#### Task description
An exact reproduction of all the entries below is required.

(Saved data entries)
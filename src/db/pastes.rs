use chrono::{DateTime, Utc};
use serde::{Deserialize, Serialize};
use sqlx::Error as SqlxError;
use tracing::info;
use uuid::Uuid;

use super::pool::Db;

/// Paste row from the database
#[derive(Debug, Clone, Serialize, Deserialize, sqlx::FromRow)]
pub struct PasteRow {
    pub id: Uuid,
    pub title: String,
    pub content: String,
    pub language: String,
    pub visibility: String,
    pub password_hash: Option<String>,
    pub custom_url: Option<String>,
    pub expires_at: Option<DateTime<Utc>>,
    pub created_by: String,
    pub views: i64,
    pub created_date: DateTime<Utc>,
}

impl Db {
    /// Insert a new paste
    pub async fn insert_paste(&self, paste: &PasteRow) -> Result<(), SqlxError> {
        sqlx::query(
            r#"
            INSERT INTO pastes (id, title, content, language, visibility, password_hash,
                                custom_url, expires_at, created_by, views, created_date)
            VALUES ($1, $2, $3, $4, $5, $6, $7, $8, $9, $10, $11)
            "#,
        )
        .bind(paste.id)
        .bind(&paste.title)
        .bind(&paste.content)
        .bind(&paste.language)
        .bind(&paste.visibility)
        .bind(&paste.password_hash)
        .bind(&paste.custom_url)
        .bind(paste.expires_at)
        .bind(&paste.created_by)
        .bind(paste.views)
        .bind(paste.created_date)
        .execute(&self.pool)
        .await?;

        info!("Paste created: {}", paste.id);
        Ok(())
    }

    /// Check whether a custom URL is already taken
    pub async fn custom_url_taken(&self, custom_url: &str) -> Result<bool, SqlxError> {
        let row: Option<(Uuid,)> = sqlx::query_as("SELECT id FROM pastes WHERE custom_url = $1")
            .bind(custom_url)
            .fetch_optional(&self.pool)
            .await?;
        Ok(row.is_some())
    }

    /// Fetch a paste by its UUID
    pub async fn get_paste_by_id(&self, id: Uuid) -> Result<Option<PasteRow>, SqlxError> {
        sqlx::query_as::<_, PasteRow>("SELECT * FROM pastes WHERE id = $1")
            .bind(id)
            .fetch_optional(&self.pool)
            .await
    }

    /// Fetch a paste by its custom URL
    pub async fn get_paste_by_custom_url(
        &self,
        custom_url: &str,
    ) -> Result<Option<PasteRow>, SqlxError> {
        sqlx::query_as::<_, PasteRow>("SELECT * FROM pastes WHERE custom_url = $1")
            .bind(custom_url)
            .fetch_optional(&self.pool)
            .await
    }

    /// Bump the view counter of a paste
    pub async fn increment_paste_views(&self, id: Uuid) -> Result<(), SqlxError> {
        sqlx::query("UPDATE pastes SET views = views + 1 WHERE id = $1")
            .bind(id)
            .execute(&self.pool)
            .await?;
        Ok(())
    }

    /// All pastes owned by a user, newest first
    pub async fn list_pastes_by_owner(&self, owner: &str) -> Result<Vec<PasteRow>, SqlxError> {
        sqlx::query_as::<_, PasteRow>(
            "SELECT * FROM pastes WHERE created_by = $1 ORDER BY created_date DESC",
        )
        .bind(owner)
        .fetch_all(&self.pool)
        .await
    }

    /// Delete a paste owned by the given user. Returns whether a row was removed.
    pub async fn delete_paste(&self, id: Uuid, owner: &str) -> Result<bool, SqlxError> {
        let result = sqlx::query("DELETE FROM pastes WHERE id = $1 AND created_by = $2")
            .bind(id)
            .bind(owner)
            .execute(&self.pool)
            .await?;
        Ok(result.rows_affected() > 0)
    }
}
use axum::{http::StatusCode, Extension, Json};
use tracing::error;

use crate::auth::auth::AuthUser;
use crate::models::{error_response, ErrorResponse, ExecuteRequest, ExecuteResponse};
use crate::services::exec_service;

/// Forward a snippet to the code-execution service.
///
/// One POST with a hard 15-second timeout; the service is an opaque
/// collaborator and failures surface as-is, without retries.
pub async fn execute_code(
    Extension(user): Extension<AuthUser>,
    Json(payload): Json<ExecuteRequest>,
) -> Result<(StatusCode, Json<ExecuteResponse>), (StatusCode, Json<ErrorResponse>)> {
    if payload.code.trim().is_empty() {
        return Err(error_response(StatusCode::BAD_REQUEST, "Code is required"));
    }

    let version = exec_service::runner_version(&payload.language)
        .map_err(|e| error_response(StatusCode::BAD_REQUEST, e))?;
    let Some(version) = version else {
        return Err(error_response(
            StatusCode::BAD_REQUEST,
            "Execution not supported for this language",
        ));
    };

    let client = exec_service::get_exec_client().ok_or_else(|| {
        error!("Execution service not configured");
        error_response(
            StatusCode::SERVICE_UNAVAILABLE,
            "Execution service not configured",
        )
    })?;

    let output = client
        .execute(&payload.language, version, &payload.code, &payload.input)
        .await
        .map_err(|details| {
            error!("Execution failed for {}: {}", user.uid, details);
            error_response(
                StatusCode::BAD_GATEWAY,
                format!("Error executing code: {}", details),
            )
        })?;

    Ok((StatusCode::OK, Json(output)))
}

#### Exercise result
filename src/db/pastes.rs
use chrono::{DateTime, Utc};
use serde::{Deserialize, Serialize};
use sqlx::Error as SqlxError;
use tracing::info;
use uuid::Uuid;

use super::pool::Db;

/// Paste row from the database
#[derive(Debug, Clone, Serialize, Deserialize, sqlx::FromRow)]
pub struct PasteRow {
    pub id: Uuid,
    pub title: String,
    pub content: String,
    pub language: String,
    pub visibility: String,
    pub password_hash: Option<String>,
    pub custom_url: Option<String>,
    pub expires_at: Option<DateTime<Utc>>,
    pub created_by: String,
    pub views: i64,
    pub created_date: DateTime<Utc>,
}

impl Db {
    /// Insert a new paste
    pub async fn insert_paste(&self, paste: &PasteRow) -> Result<(), SqlxError> {
        sqlx::query(
            r#"
            INSERT INTO pastes (id, title, content, language, visibility, password_hash,
                                custom_url, expires_at, created_by, views, created_date)
            VALUES ($1, $2, $3, $4, $5, $6, $7, $8, $9, $10, $11)
            "#,
        )
        .bind(paste.id)
        .bind(&paste.title)
        .bind(&paste.content)
        .bind(&paste.language)
        .bind(&paste.visibility)
        .bind(&paste.password_hash)
        .bind(&paste.custom_url)
        .bind(paste.expires_at)
        .bind(&paste.created_by)
        .bind(paste.views)
        .bind(paste.created_date)
        .execute(&self.pool)
        .await?;

        info!("Paste created: {}", paste.id);
        Ok(())
    }

    /// Check whether a custom URL is already taken
    pub async fn custom_url_taken(&self, custom_url: &str) -> Result<bool, SqlxError> {
        let row: Option<(Uuid,)> = sqlx::query_as("SELECT id FROM pastes WHERE custom_url = $1")
            .bind(custom_url)
            .fetch_optional(&self.pool)
            .await?;
        Ok(row.is_some())
    }

    /// Fetch a paste by its UUID
    pub async fn get_paste_by_id(&self, id: Uuid) -> Result<Option<PasteRow>, SqlxError> {
        sqlx::query_as::<_, PasteRow>("SELECT * FROM pastes WHERE id = $1")
            .bind(id)
            .fetch_optional(&self.pool)
            .await
    }

    /// Fetch a paste by its custom URL
    pub async fn get_paste_by_custom_url(
        &self,
        custom_url: &str,
    ) -> Result<Option<PasteRow>, SqlxError> {
        sqlx::query_as::<_, PasteRow>("SELECT * FROM pastes WHERE custom_url = $1")
            .bind(custom_url)
            .fetch_optional(&self.pool)
            .await
    }

    /// Bump the view counter of a paste
    pub async fn increment_paste_views(&self, id: Uuid) -> Result<(), SqlxError> {
        sqlx::query("UPDATE pastes SET views = views + 1 WHERE id = $1")
            .bind(id)
            .execute(&self.pool)
            .await?;
        Ok(())
    }

    /// All pastes owned by a user, newest first
    pub async fn list_pastes_by_owner(&self, owner: &str) -> Result<Vec<PasteRow>, SqlxError> {
        sqlx::query_as::<_, PasteRow>(
            "SELECT * FROM pastes WHERE created_by = $1 ORDER BY created_date DESC",
        )
        .bind(owner)
        .fetch_all(&self.pool)
        .await
    }

    /// Delete a paste owned by the given user. Returns whether a row was removed.
    pub async fn delete_paste(&self, id: Uuid, owner: &str) -> Result<bool, SqlxError> {
        let result = sqlx::query("DELETE FROM pastes WHERE id = $1 AND created_by = $2")
            .bind(id)
            .bind(owner)
            .execute(&self.pool)
            .await?;
        Ok(result.rows_affected() > 0)
    }
}
use axum::{http::StatusCode, Extension, Json};
use tracing::error;

use crate::auth::auth::AuthUser;
use crate::models::{error_response, ErrorResponse, ExecuteRequest, ExecuteResponse};
use crate::services::exec_service;

/// Forward a snippet to the code-execution service.
///
/// One POST with a hard 15-second timeout; the service is an opaque
/// collaborator and failures surface as-is, without retries.
pub async fn execute_code(
    Extension(user): Extension<AuthUser>,
    Json(payload): Json<ExecuteRequest>,
) -> Result<(StatusCode, Json<ExecuteResponse>), (StatusCode, Json<ErrorResponse>)> {
    if payload.code.trim().is_empty() {
        return Err(error_response(StatusCode::BAD_REQUEST, "Code is required"));
    }

    let version = exec_service::runner_version(&payload.language)
        .map_err(|e| error_response(StatusCode::BAD_REQUEST, e))?;
    let Some(version) = version else {
        return Err(error_response(
            StatusCode::BAD_REQUEST,
            "Execution not supported for this language",
        ));
    };

    let client = exec_service::get_exec_client().ok_or_else(|| {
        error!("Execution service not configured");
        error_response(
            StatusCode::SERVICE_UNAVAILABLE,
            "Execution service not configured",
        )
    })?;

    let output = client
        .execute(&payload.language, version, &payload.code, &payload.input)
        .await
        .map_err(|details| {
            error!("Execution failed for {}: {}", user.uid, details);
            error_response(
                StatusCode::BAD_GATEWAY,
                format!("Error executing code: {}", details),
            )
        })?;

    Ok((StatusCode::OK, Json(output)))
}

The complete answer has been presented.